Oui, exactement. En gros, ce qu'on fait et ce qu'on fait encore, c'est qu'on fait, disons, un appel de sécurité. Vous pouvez commander une Mustache directement sur notre page d'accueil, mais si vous ne venez pas par l'intermédiaire d'un partenaire, on va vous appeler pour discuter avec vous, voir quelle est votre expérience, et si on pense que vous devriez peut-être prendre une aile différente, par exemple en taille. Si vous avez de l'expérience en parapente depuis, disons, un an et que vous commandez une Mustache 13, on mettrait peut-être notre poids dessus et on vous enverrait un... mais non, c'est surtout qu'on veut s'assurer que les gens comprennent vraiment le système et qu'ils aient regardé nos vidéos, et dans le meilleur des cas, qu'ils suivent même un petit cours, une petite introduction avec nos partenaires pros. Ils vous montreront tous les points nécessaires pour vous mettre en sécurité dans le sport du flare si vous avez une aile ou si vous essayez une aile. Vous pouvez l'utiliser d'abord pour du maniement au sol, faites ce que vous voulez, 10, 15, 20 minutes de maniement au sol, sentez le point de décrochage, voyez comment elle se comporte au décrochage.
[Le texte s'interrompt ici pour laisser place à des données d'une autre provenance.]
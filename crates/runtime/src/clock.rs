use std::sync::Arc;
use std::sync::atomic::{AtomicI64, Ordering};

use sohl_core::{WorldClock, WorldTime};

/// World clock shared between a session and the host that pushes time.
///
/// Clones observe the same time.
#[derive(Clone, Debug, Default)]
pub struct SharedWorldClock {
    now: Arc<AtomicI64>,
}

impl SharedWorldClock {
    pub fn new(now: WorldTime) -> Self {
        Self {
            now: Arc::new(AtomicI64::new(now)),
        }
    }

    /// Called by the host when its world time changes.
    pub fn set(&self, now: WorldTime) {
        self.now.store(now, Ordering::SeqCst);
    }

    pub fn advance(&self, seconds: WorldTime) -> WorldTime {
        self.now.fetch_add(seconds, Ordering::SeqCst) + seconds
    }
}

impl WorldClock for SharedWorldClock {
    fn world_time(&self) -> WorldTime {
        self.now.load(Ordering::SeqCst)
    }
}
On a aussi des marquages sur l'élévateur où on a pratiquement la position de meilleure portance, enfin les positions à pleine vitesse, bref, tirez les bras vers le haut, mais pour le début, le marquage de la position de meilleure portance est une très bonne référence, là où vous êtes pratiquement au milieu de votre amplitude de mouvement. Prenez votre temps pour le maniement au sol, c'est sûr, parce qu'avec le maniement au sol, vous avez une si bonne sensation de l'aile que vous pouvez anticiper comment elle va réagir en l'air.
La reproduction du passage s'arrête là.